**Problem to work on**
Output every record precisely.

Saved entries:
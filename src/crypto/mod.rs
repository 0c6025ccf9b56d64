//! Cryptography module - BLAKE3 domain hashing, Merkle commitments, addresses

mod hash;
mod merkle;
pub mod address;

pub use hash::*;
pub use merkle::*;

**Response for this exercise**
filename src/crypto/mod.rs
repository 0c6025ccf9b56d64
//! Cryptography module - BLAKE3 domain hashing, Merkle commitments, addresses

mod hash;
mod merkle;
pub mod address;

pub use hash::*;
pub use merkle::*;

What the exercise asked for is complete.